Records from a data collection:
◆ ◆ ◆

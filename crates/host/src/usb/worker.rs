//! USB worker thread
//!
//! Dedicated thread that owns the rusb context. It runs the libusb event
//! loop (which drives hot-plug callbacks), turns hot-plug notifications into
//! attach/detach events for the runtime and answers its commands.

use crate::usb::manager::DeviceManager;
use crate::usb::transfers::TransferTimeouts;
use common::{UsbCommand, UsbWorker};
use rusb::UsbContext;
use std::time::{Duration, Instant};
use tracing::{debug, info, warn};

/// libusb event wait per loop iteration
const EVENT_TIMEOUT: Duration = Duration::from_millis(100);

/// Device rescan period when hot-plug is unavailable
const RESCAN_INTERVAL: Duration = Duration::from_secs(1);

pub struct UsbWorkerThread {
    manager: DeviceManager,
    worker: UsbWorker,
}

impl UsbWorkerThread {
    pub fn new(
        worker: UsbWorker,
        filters: Vec<String>,
        timeouts: TransferTimeouts,
    ) -> Result<Self, rusb::Error> {
        let mut manager = DeviceManager::new(worker.event_tx.clone(), filters, timeouts)?;
        manager.initialize()?;

        Ok(Self { manager, worker })
    }

    /// Run until Shutdown is received or the runtime side goes away
    pub fn run(mut self) -> Result<(), rusb::Error> {
        info!("USB worker thread started");
        let mut last_rescan = Instant::now();

        loop {
            match self.worker.try_recv_command() {
                Some(UsbCommand::Shutdown) => {
                    info!("USB worker shutting down");
                    break;
                }
                Some(UsbCommand::ListDevices { response }) => {
                    let devices = self.manager.list_devices();
                    debug!("Listing {} devices", devices.len());
                    let _ = response.send(devices);
                }
                None if self.worker.is_closed() => {
                    info!("Runtime gone, USB worker stopping");
                    break;
                }
                None => {}
            }

            match self.manager.context().handle_events(Some(EVENT_TIMEOUT)) {
                Ok(()) => {}
                Err(rusb::Error::Interrupted) => {
                    debug!("USB event handling interrupted");
                }
                Err(e) => {
                    warn!("Error handling USB events: {}", e);
                    std::thread::sleep(EVENT_TIMEOUT);
                }
            }

            self.manager.process_hotplug_events();

            if !self.manager.has_hotplug() && last_rescan.elapsed() >= RESCAN_INTERVAL {
                if let Err(e) = self.manager.rescan() {
                    warn!("Device rescan failed: {}", e);
                }
                last_rescan = Instant::now();
            }
        }

        info!("USB worker thread stopped");
        Ok(())
    }
}

/// Spawn the USB worker thread
pub fn spawn_usb_worker(
    worker: UsbWorker,
    filters: Vec<String>,
    timeouts: TransferTimeouts,
) -> std::io::Result<std::thread::JoinHandle<Result<(), rusb::Error>>> {
    std::thread::Builder::new()
        .name("usb-worker".to_string())
        .spawn(move || {
            let worker_thread = UsbWorkerThread::new(worker, filters, timeouts)?;
            worker_thread.run()
        })
}
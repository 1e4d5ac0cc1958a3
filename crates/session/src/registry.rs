//! Minor number registry
//!
//! Maps minor numbers to attached sessions. The registry's entry is the
//! session's "attached" reference: it is taken on attach and handed to
//! [`DeviceSession::disconnect`] on detach.

use crate::device::DeviceSession;
use crate::error::{Result, SessionError};
use std::collections::BTreeMap;
use std::sync::{Arc, Mutex, MutexGuard, PoisonError};
use tracing::{debug, warn};

#[derive(Debug)]
pub struct SessionRegistry {
    base: u32,
    capacity: u32,
    sessions: Mutex<BTreeMap<u32, Arc<DeviceSession>>>,
}

impl SessionRegistry {
    pub fn new(base: u32, capacity: u32) -> Self {
        Self {
            base,
            capacity,
            sessions: Mutex::new(BTreeMap::new()),
        }
    }

    fn sessions(&self) -> MutexGuard<'_, BTreeMap<u32, Arc<DeviceSession>>> {
        self.sessions.lock().unwrap_or_else(PoisonError::into_inner)
    }

    pub fn base(&self) -> u32 {
        self.base
    }

    pub fn capacity(&self) -> u32 {
        self.capacity
    }

    /// Publish a session under the lowest free minor
    pub fn register(&self, session: Arc<DeviceSession>) -> Result<u32> {
        let mut sessions = self.sessions();
        // An unvalidated range is clipped at u32::MAX
        let end = self.base.saturating_add(self.capacity);
        let minor = (self.base..end)
            .find(|minor| !sessions.contains_key(minor))
            .ok_or_else(|| {
                warn!("All {} minors starting at {} in use", self.capacity, self.base);
                SessionError::ResourceExhausted
            })?;

        session.assign_minor(minor);
        sessions.insert(minor, session);
        debug!("Registered minor {}", minor);
        Ok(minor)
    }

    /// Find a session and take a reference to it
    ///
    /// Lookup and acquisition happen under the registry lock, so a concurrent
    /// detach either runs entirely before (NotFound) or after (the caller
    /// holds a live reference).
    pub fn lookup_and_acquire(&self, minor: u32) -> Result<Arc<DeviceSession>> {
        self.sessions()
            .get(&minor)
            .cloned()
            .ok_or(SessionError::NotFound(minor))
    }

    /// Remove a session, returning the registry's reference
    pub fn unregister(&self, minor: u32) -> Option<Arc<DeviceSession>> {
        let session = self.sessions().remove(&minor);
        if session.is_some() {
            debug!("Unregistered minor {}", minor);
        }
        session
    }

    pub fn minors(&self) -> Vec<u32> {
        self.sessions().keys().copied().collect()
    }

    pub fn len(&self) -> usize {
        self.sessions().len()
    }

    pub fn is_empty(&self) -> bool {
        self.sessions().is_empty()
    }

    /// Remove every session; used on shutdown
    pub(crate) fn drain(&self) -> Vec<Arc<DeviceSession>> {
        std::mem::take(&mut *self.sessions()).into_values().collect()
    }
}
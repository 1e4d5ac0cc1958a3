//! Idle-suspend control
//!
//! The platform keeps a device awake while at least one client has it open.

use crate::error::Result;

pub trait PowerPolicy: Send + Sync + 'static {
    /// Called when the first handle opens; failing aborts the open
    fn prevent_idle_suspend(&self) -> Result<()>;

    /// Called when the last handle closes on a live device
    fn allow_idle_suspend(&self);
}
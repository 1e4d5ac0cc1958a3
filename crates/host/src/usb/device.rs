//! USB device abstraction
//!
//! Wraps a rusb::Device with its cached descriptor and the interface that
//! carries the bulk endpoint pair, if it has one.

use common::DeviceSummary;
use rusb::{Context, Device, DeviceDescriptor, DeviceHandle, UsbContext};
use session::{EndpointDescriptor, InterfaceDescriptor, TransferKind};
use std::time::Duration;
use tracing::{debug, warn};

/// Timeout for string descriptor reads
const STRING_TIMEOUT: Duration = Duration::from_millis(200);

pub struct UsbDevice {
    device: Device<Context>,
    descriptor: DeviceDescriptor,
    bulk_interface: Option<InterfaceDescriptor>,
}

impl UsbDevice {
    /// Read and cache the descriptors of `device`
    pub fn new(device: Device<Context>) -> Result<Self, rusb::Error> {
        let descriptor = device.device_descriptor()?;
        let bulk_interface = find_bulk_interface(&device);

        Ok(Self {
            device,
            descriptor,
            bulk_interface,
        })
    }

    pub fn bus_number(&self) -> u8 {
        self.device.bus_number()
    }

    pub fn device_address(&self) -> u8 {
        self.device.address()
    }

    pub fn location(&self) -> (u8, u8) {
        (self.bus_number(), self.device_address())
    }

    pub fn vendor_id(&self) -> u16 {
        self.descriptor.vendor_id()
    }

    pub fn product_id(&self) -> u16 {
        self.descriptor.product_id()
    }

    /// Root hubs are never attached
    pub fn is_root_hub(&self) -> bool {
        self.descriptor.vendor_id() == 0x1d6b && self.descriptor.class_code() == 9
    }

    pub fn bulk_interface(&self) -> Option<&InterfaceDescriptor> {
        self.bulk_interface.as_ref()
    }

    /// Summary for listings and events
    ///
    /// Opens the device briefly to read the product string, if permitted.
    pub fn summary(&self) -> DeviceSummary {
        let product = self.device.open().ok().and_then(|handle| {
            let language = handle.read_languages(STRING_TIMEOUT).ok()?.into_iter().next()?;
            handle
                .read_product_string(language, &self.descriptor, STRING_TIMEOUT)
                .ok()
        });

        DeviceSummary {
            bus_number: self.bus_number(),
            device_address: self.device_address(),
            vendor_id: self.vendor_id(),
            product_id: self.product_id(),
            product,
            bulk_interface: self.bulk_interface.as_ref().map(|i| i.number),
        }
    }

    /// Open the device and claim the bulk interface
    ///
    /// A kernel driver bound to the interface is detached first where the
    /// platform supports it.
    pub fn open(&self) -> Result<DeviceHandle<Context>, rusb::Error> {
        let number = self
            .bulk_interface
            .as_ref()
            .map(|i| i.number)
            .ok_or(rusb::Error::NotFound)?;

        let mut handle = self.device.open().map_err(|e| {
            warn!(
                "Failed to open device {:03}/{:03}: {}",
                self.bus_number(),
                self.device_address(),
                e
            );
            e
        })?;

        match handle.set_auto_detach_kernel_driver(true) {
            Ok(()) | Err(rusb::Error::NotSupported) => {}
            Err(e) => debug!("Could not enable kernel driver auto-detach: {}", e),
        }

        handle.claim_interface(number)?;
        debug!(
            "Claimed interface {} on device {:03}/{:03}",
            number,
            self.bus_number(),
            self.device_address()
        );
        Ok(handle)
    }
}

/// First interface (alternate setting 0) with a bulk-in/bulk-out pair
fn find_bulk_interface<T: UsbContext>(device: &Device<T>) -> Option<InterfaceDescriptor> {
    let config = device.active_config_descriptor().ok()?;

    config.interfaces().find_map(|interface| {
        let setting = interface.descriptors().next()?;
        let descriptor = InterfaceDescriptor {
            number: setting.interface_number(),
            endpoints: setting
                .endpoint_descriptors()
                .map(|e| EndpointDescriptor {
                    address: e.address(),
                    kind: map_transfer_type(e.transfer_type()),
                    max_packet_size: e.max_packet_size(),
                })
                .collect(),
        };
        descriptor.bulk_pair().map(|_| descriptor)
    })
}

fn map_transfer_type(kind: rusb::TransferType) -> TransferKind {
    match kind {
        rusb::TransferType::Control => TransferKind::Control,
        rusb::TransferType::Isochronous => TransferKind::Isochronous,
        rusb::TransferType::Bulk => TransferKind::Bulk,
        rusb::TransferType::Interrupt => TransferKind::Interrupt,
    }
}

◆ ◆ ◆

• [BRIEF] For each line in the records that contains the word "when", make a copy.

• [RESPONSE TO THE TASK]
/// Device rescan period when hot-plug is unavailable
    /// Called when the first handle opens; failing aborts the open
    /// Called when the last handle closes on a live device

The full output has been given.